Temmuz 16, 2011, 09:34:17 öö
Yanıtla #1
  • Skoç Riti Masonu
  • Orta Dereceli Uye
  • *
  • İleti: 206

Sayin ADAM,

Cogu insan Hz. Isa nin Aralik ayinin 25 inde dogdugunu sanmasina karsin Hz. Isa yanilmiyorsam Nisan ayinin 15 inde dogmustu. Benim bildigim pagan kulturunden kalan, kisin gelisini kutlamak icin agac susleme geleneginin Hiristiyanlar tarafindan gecis surecini rahatlatmak amaci vesilesi ile "Christmas" olarak kabul edildigi. Belki de yaniliyorumdur. Nisan ayi oldugundan neredeyse eminim ama ayin 15 inden pek emin olamiyorum.

Saygilar
In Thy name we have assembled!


Temmuz 18, 2011, 01:10:24 öö
Yanıtla #2
  • Uzman Uye
  • ****
  • İleti: 1795
  • Cinsiyet: Bay

      Sayın ADAM, doğru olduğunu asla söylemiyorum ama bir yerlerden  24  veya 26 Aralık gibi aklımda kalmış. Şimdi siz kaynak gösterin diyeceksiniz ama bunun için 5-6 ay beklemeniz gerekir.
      Yanlız şunu anlayamıyorum. "TARİH ÜZERİNE DÜŞÜNCELER" konu başlığında, kutsal kitaplardan iki tanesi hakkında tatminkar bilgiler vermenize rağmen üçüncüsü hakkında hiç bir fikir belirtmiyorsunuz. 
       Kutsal kitapların üçüncüsü hakkında ki görüşlerinizi de belirtmeniz dileğiyle;
       Saygılar-sevgiler.
"Vur ama dinle beni"


Temmuz 18, 2011, 01:29:41 öö
Yanıtla #3
  • Orta Dereceli Uye
  • **
  • İleti: 320

İsa dogmus mu? Yani tarihsel olarak boyle bir kisi var mi? Cok eski zamanlardan mi bahsediyoruz yok sunun surasinda 2000 kusur yil oncesi. Roma egemenligi altindaki bir toprak... Roma ki imparatorluk... biri cikacak yeni bir din getirdim diyecek, karisikliklar olacak v bununla ilgili kucucuk bir belge bile koca imparatorlukta olmayacak. mumkun mu? 25 aralık katoliklere gore belki 25 martta olabilir vesaire bir de 6 ocak var ortodokslukta, ama sonucta su da var: isanin yasadigina dair tek bir bilimsel kanit yok. O yüzden kim ne derse desin hangi tarihi soylerse soylesin yanlis olacaktir bu isin dogru tarihi yok yani.

yokluklarimla 
Girdik susanlar arasına yattık uyuduk
Çığlığımız sınırları aştıydı nasıl olsa.


Temmuz 18, 2011, 10:06:46 öö
Yanıtla #4
  • Seçkin Üye
  • Uzman Uye
  • *****
  • İleti: 7217
  • Cinsiyet: Bay


Önce Sayın Alşah'a bir kısa yanıt vereyim:

Buraedaki konu "tarih", din kitapları ya da kutsal kitaplar değil. Ancak öncelikle Tevrat, sonra İncil büyük ölçüde din kuralları ile ilgilenmiyi bir yana bırakıp tarih anlatmış. Varsayımsal ya da gerçek kişilerin başlarından geçenleri anlatmış. Öykünmeleri bir yana bırakalım. Bu nedenle buradaki anlatımlarda Kuranıkerim'e pek değinmedim. Eğer bu bağlamda üniversitede bir lisansüstü tezi yazmam söz konusu olsaydı, değinebilirdim.

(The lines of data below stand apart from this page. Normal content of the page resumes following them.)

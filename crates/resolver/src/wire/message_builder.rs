use super::record_type_map::RecordTypeMapper;
use compass_dns_domain::{RecordType, ResolveError};
use hickory_proto::op::{Edns, Message, MessageType, OpCode, Query};
use hickory_proto::rr::Name;
use hickory_proto::serialize::binary::{BinEncodable, BinEncoder};
use std::str::FromStr;

/// Longest hostname the wire format can carry (RFC 1035 §2.3.4).
const MAX_HOSTNAME_LEN: usize = 253;

pub struct MessageBuilder;

impl MessageBuilder {
    /// Build a recursion-desired IN-class query for `hostname`.
    ///
    /// Hostnames the wire format cannot express (empty, over-long, bad
    /// labels) are rejected before any socket work.
    pub fn build_query(
        hostname: &str,
        record_type: &RecordType,
    ) -> Result<Vec<u8>, ResolveError> {
        if hostname.is_empty() {
            return Err(ResolveError::Malformed("empty hostname".to_string()));
        }

        if hostname.len() > MAX_HOSTNAME_LEN {
            return Err(ResolveError::Malformed(format!(
                "hostname exceeds {} octets: {}",
                MAX_HOSTNAME_LEN,
                hostname.len()
            )));
        }

        let name = Name::from_str(hostname).map_err(|e| {
            ResolveError::Malformed(format!("invalid hostname '{}': {}", hostname, e))
        })?;

        let mut query = Query::new();
        query.set_name(name);
        query.set_query_type(RecordTypeMapper::to_hickory(record_type));
        query.set_query_class(hickory_proto::rr::DNSClass::IN);

        let mut message = Message::new();
        message.set_id(fastrand::u16(..));
        message.set_message_type(MessageType::Query);
        message.set_op_code(OpCode::Query);
        message.set_recursion_desired(true);
        message.add_query(query);
        message.set_edns(Self::default_edns());

        Self::serialize_message(&message)
    }

    fn default_edns() -> Edns {
        let mut edns = Edns::new();
        edns.set_max_payload(4096);
        edns.set_version(0);
        edns
    }

    fn serialize_message(message: &Message) -> Result<Vec<u8>, ResolveError> {
        let mut buf = Vec::with_capacity(512);
        let mut encoder = BinEncoder::new(&mut buf);

        message
            .emit(&mut encoder)
            .map_err(|e| ResolveError::Malformed(format!("failed to serialize query: {}", e)))?;

        Ok(buf)
    }
}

Şimdi şu sorduğumuz sorunun yanıtına gelelim.

Sayın Potentate'in dediği doğru. Bizim bugün kullanmakta olduğumuz takvime oranla 15 Nisan. Fakat gösterilmiş olan o değildir. Gösterilmiş olan Tişri ayındadır ve 15 Eylül'e denk düşer. 15 Nisan'da doğmuş olduğu saklanmıştır. Çünkü Yahudilerin kral ailesindren gelenler İbrani Takvimi'ne göre ilk ayda yani Tişri'de, Gregoriyen Takvim'de bunun karşılığı olan Eylül'de doğar. Böyle bir takiyye, tam bir ayarlama yapılamadığı ya da erken doğum gibi olaylarda hep uygulanmış, Yahuda ailesinin erkeklerinin doğum tarihi hep Tişri'de gösterilmiştir.

Şimdi gelelim İznik Konsili'ne... Orada, İsa'nın doğum gününün de belirlenmesi ve Hıristiyanlığın kutsal gününün buna göre düzenlenmesi gerekiyordu. Elbette kutsal gün 15 Eylül olacaktı.

İmparatıor Konstantin'in yüzü buruştu. 15 Eylül... Ne ilgisiz bir gün... Bunu Roma halkına nasıl anlatırız?... Anlatamayız. Güneş dönencelerine göre alışmış oldukları kutsal günler var. Bunlardan en uygunu, en çok kutlananı 25 Aralık. Zaten insanları Pagan olmaktan söküp zorla Hıoristiyan yapacçağız. Bir de başka zorlanmalara katlanmasınlar. İşi kolaylaştıralım.

İmparator Konstantin buydruğunu verdi: "Bana yeni âdet getirmeyin. İsa 25 Aralık'ta doğdu. Böyle yazın. Tarih budur. İşte o kadar."

İtirazı olan var mı?

ADAM OLMAK ZOR İŞ AMA BUNUN İÇİN ÇALIŞMAYA DEĞER.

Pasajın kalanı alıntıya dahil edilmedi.